Rock station WEBN became the network's new FM flagship in 2008, a change resulting from Clear Channel's sale of WOFX-FM to Cumulus Media (the U. S. Department of Justice had required the sale of WOFX-FM and WNNF to approve a leveraged buyout of Clear Channel itself).
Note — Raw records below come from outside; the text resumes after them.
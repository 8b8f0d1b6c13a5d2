//! Wire types for `POST /chat/completions`.

use serde::{Deserialize, Serialize};

/// One message in a conversation.
#[derive(Debug, Clone, PartialEq, Eq, Serialize, Deserialize)]
pub struct ChatMessage {
    pub role: String,
    pub content: String,
}

impl ChatMessage {
    pub fn system(content: impl Into<String>) -> Self {
        Self {
            role: "system".into(),
            content: content.into(),
        }
    }

    pub fn user(content: impl Into<String>) -> Self {
        Self {
            role: "user".into(),
            content: content.into(),
        }
    }
}

/// Request body.
#[derive(Debug, Clone, Serialize)]
pub struct ChatRequest {
    pub model: String,
    pub messages: Vec<ChatMessage>,
}

/// The part of the response body the client reads.
#[derive(Debug, Clone, Deserialize)]
pub struct ChatResponse {
    #[serde(default)]
    pub model: String,
    #[serde(default)]
    pub choices: Vec<Choice>,
}

#[derive(Debug, Clone, Deserialize)]
pub struct Choice {
    pub message: ResponseMessage,
}

#[derive(Debug, Clone, Deserialize)]
pub struct ResponseMessage {
    /// Absent when the model answered with tool calls only.
    #[serde(default)]
    pub content: Option<String>,
}

impl ChatResponse {
    /// Text of the first choice, if it has any.
    pub fn first_text(&self) -> Option<&str> {
        self.choices
            .first()
            .and_then(|c| c.message.content.as_deref())
            .filter(|text| !text.trim().is_empty())
    }
}

#[cfg(test)]
mod tests {
    use super::*;

    #[test]
    fn test_first_text_skips_blank_and_missing() {
        let parse = |v: serde_json::Value| serde_json::from_value::<ChatResponse>(v).unwrap();

        let answered = parse(serde_json::json!({
            "model": "gpt-3.5-turbo",
            "choices": [{"message": {"role": "assistant", "content": "Ay, my lord."}}]
        }));
        assert_eq!(answered.first_text(), Some("Ay, my lord."));

        let blank = parse(serde_json::json!({
            "choices": [{"message": {"role": "assistant", "content": "  "}}]
        }));
        assert_eq!(blank.first_text(), None);

        let tool_only = parse(serde_json::json!({
            "choices": [{"message": {"role": "assistant", "tool_calls": []}}]
        }));
        assert_eq!(tool_only.first_text(), None);

        assert_eq!(parse(serde_json::json!({"choices": []})).first_text(), None);
    }
}
//! Hamlet Bot
//!
//! Answers `/piiing2`, recites the soliloquy when someone writes
//! "To be or not to be", and passes direct messages and mentions to the
//! language model.
//!
//! Commands and event handlers come from three places:
//!
//! - functions in this crate marked `#[command]` / `#[event]`
//! - TOML manifests under `commands/` and `events/` (see `hamlet.toml`)
//! - the framework's built-in `ready`, `interactionCreate` and
//!   `messageCreate` handlers
//!
//! # Usage
//!
//! ```bash
//! export DISCORD_TOKEN=...
//! export OPENAI_API_KEY=...
//! cargo run --package hamlet-bot -- --config demos/hamlet_bot/hamlet.toml
//! ```

use std::path::PathBuf;
use std::sync::Arc;

use anyhow::{Context, Result};
use clap::Parser;
use hamlet::macros;
use hamlet::prelude::{
    CommandContext, DiscordAdapter, DiscordOptions, EventArgs, GatewayEvent, HamletRuntime,
    HandlerResult, OpenAiClient, OpenAiSettings, Secrets,
};
use hamlet::runtime::ConfigLoader;
use tracing::info;

#[derive(Parser, Debug)]
#[command(version, about)]
struct Args {
    /// Configuration file. Defaults to `hamlet.toml` in the working directory
    /// or the user config directory.
    #[arg(short, long)]
    config: Option<PathBuf>,
}

// ============================================================================
// Handlers
// ============================================================================

#[macros::command(name = "piiing2", description = "Replies with Pooong!")]
async fn piiing2(ctx: CommandContext) -> HandlerResult {
    ctx.reply("Pooong!").await?;
    Ok(())
}

#[macros::event(name = "ready", once)]
async fn first_ready(args: EventArgs) -> HandlerResult {
    if let GatewayEvent::Ready(identity) = &args.event {
        info!(
            id = identity.id,
            commands = ?args.app.commands().names(),
            "First session established"
        );
    }
    Ok(())
}

// ============================================================================
// Main
// ============================================================================

#[tokio::main(flavor = "current_thread")]
async fn main() -> Result<()> {
    let args = Args::parse();

    let loader = ConfigLoader::new().with_current_dir().with_user_config_dir();
    let loader = match &args.config {
        Some(path) => loader.file(path),
        None => loader,
    };
    let config = loader.load().context("failed to load configuration")?;
    let secrets = Secrets::from_env(&config)?;

    let discord = DiscordAdapter::new(
        secrets.platform_token,
        DiscordOptions {
            register_commands: config.platform.register_commands,
        },
    );
    let openai = OpenAiClient::new(
        secrets.llm_api_key,
        OpenAiSettings {
            base_url: config.llm.base_url.clone(),
            model: config.llm.model.clone(),
            timeout: config.llm.timeout(),
        },
    )?;

    let runtime = HamletRuntime::builder()
        .config(config)
        .platform(Arc::new(discord))
        .completion(Arc::new(openai))
        .build()?;

    let reason = runtime.run().await?;
    info!(?reason, "Bot stopped");
    Ok(())
}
The team subsequently renewed its agreement with Clear Channel (now iHeartMedia) again in 2011 and 2014.

==Station list==

| Callsign | Frequency | Band | City | State | Network status |
|---|---|---|---|---|---|
| WLW | 700 | AM | Cincinnati | Ohio | Flagship |
| W233BG | 94.5 | FM | Cincinnati | Ohio | WLW relay |
| WCKY | 1530 | AM | Cincinnati | Ohio | Flagship |
| WEBN | 102.7 | FM | Cincinnati | Ohio | Flagship |
| WCMI | 1340 | AM | Ashland | Kentucky | Affiliate |
| W227CI | 93.3 | FM | Ashland | Kentucky | WCMI relay |
| WATH | 970 | AM | Athens | Ohio | Affiliate |
| W247DR | 97.3 | FM | Athens | Ohio | WATH relay |
| WKXO | 1500 | AM | Berea | Kentucky | Affiliate |
| W278CC | 103.5 | FM | Berea | Kentucky | WATH relay |
| WDNS | 93.3 | FM | Bowling Green | Kentucky | Affiliate |
| WCSM-FM | 96.7 | FM | Celina | Ohio | Affiliate |
| WZCB | 105.3 | FM | Columbus | Ohio | Affiliate |
| WTUE | 104.7 | FM | Dayton | Ohio | Affiliate |
| WBVI | 96.7 | FM | Findlay | Ohio | Affiliate |
| WRVC | 930 | AM | Huntington | West Virginia | Affiliate |
| W231BS | 94.1 | FM | Huntington | West Virginia | WRVC relay |
| WKTN | 95.3 | FM | Kenton | Ohio | Affiliate |
| WLOH | 1320 | AM | Lancaster | Ohio | Affiliate |
| W283BO | 104.3 | FM | Lancaster | Ohio | WLOH relay |
| WBVX | 92.1 | FM | Lexington | Kentucky | Affiliate |
| WIMA | 1150 | AM | Lima | Ohio | Affiliate |
| WLGN | 1510 | AM | Logan | Ohio | Affiliate |
| W257EQ | 99.3 | FM | Logan | Ohio | WLOH relay |
| W277CX | 103.3 | FM | Logan | Ohio | WLGN relay |
| WKRD | 790 | AM | Louisville | Kentucky | Affiliate |
| WWXL | 1450 | AM | Manchester | Kentucky | Affiliate |
| WMOA | 1490 | AM | Marietta | Ohio | Affiliate |
| W267CQ | 101.3 | FM | Marietta | Ohio | WMOA relay |
| WDLR | 1270 | AM | Marysville | Ohio | Affiliate |
| W244DV | 96.7 | FM | Marysville | Ohio | WDLR relay |
| WTIG | 990 | AM | Massillon | Ohio | Affiliate |
| WYRO | 98.7 | FM | McArthur | Ohio | Affiliate |
| WMPO | 1390 | AM | Middleport | Ohio | Affiliate |
| W279CE | 103.7 | FM | Middleport | Ohio | WMPO relay |
| W265DJ | 100.9 | FM | Mount Vernon | Ohio | WQIO-HD2 relay |
| WMON | 1340 | AM | Montgomery | West Virginia | Affiliate |
| WCLT | 1430 | AM | Newark | Ohio | Affiliate |
| W254CT | 98.7 | FM | Newark | Ohio | WCLT relay |
| WIOI | 1010 | AM | New Boston | Ohio | Affiliate |
| W294CN | 106.7 | FM | New Boston | Ohio | WIOI relay |
| WKYH | 600 | AM | Paintsville | Kentucky | Affiliate |
| WPTW | 1570 | AM | Piqua | Ohio | Affiliate |
| W251BC | 98.1 | FM | Piqua | Ohio | WPTW relay |
| WMOV | 1360 | AM | Ravenswood | West Virginia | Affiliate |
| W228DJ | 93.5 | FM | Ravenswood | West Virginia | WMOV relay |
| W295DM | 106.9 | FM | Point Pleasant | West Virginia | WMOV relay |
| WTLO | 1480 | AM | Somerset | Kentucky | Affiliate |
| W249DF | 97.7 | FM | Somerset | Kentucky | WTLO relay |
| W275CT | 102.9 | FM | Somerset | Ohio | WLOH relay |
| WJYP | 1300 | AM | St. Albans | West Virginia | Affiliate |
| WCHO-FM | 105.5 | FM | Washington Court House | Ohio | Affiliate |
| WHIZ | 1240 | AM | Zanesville | Ohio | Affiliate |
| W272EE | 102.3 | FM | Zanesville | Ohio | WHIZ relay |

Blue background indicates low-power FM translator.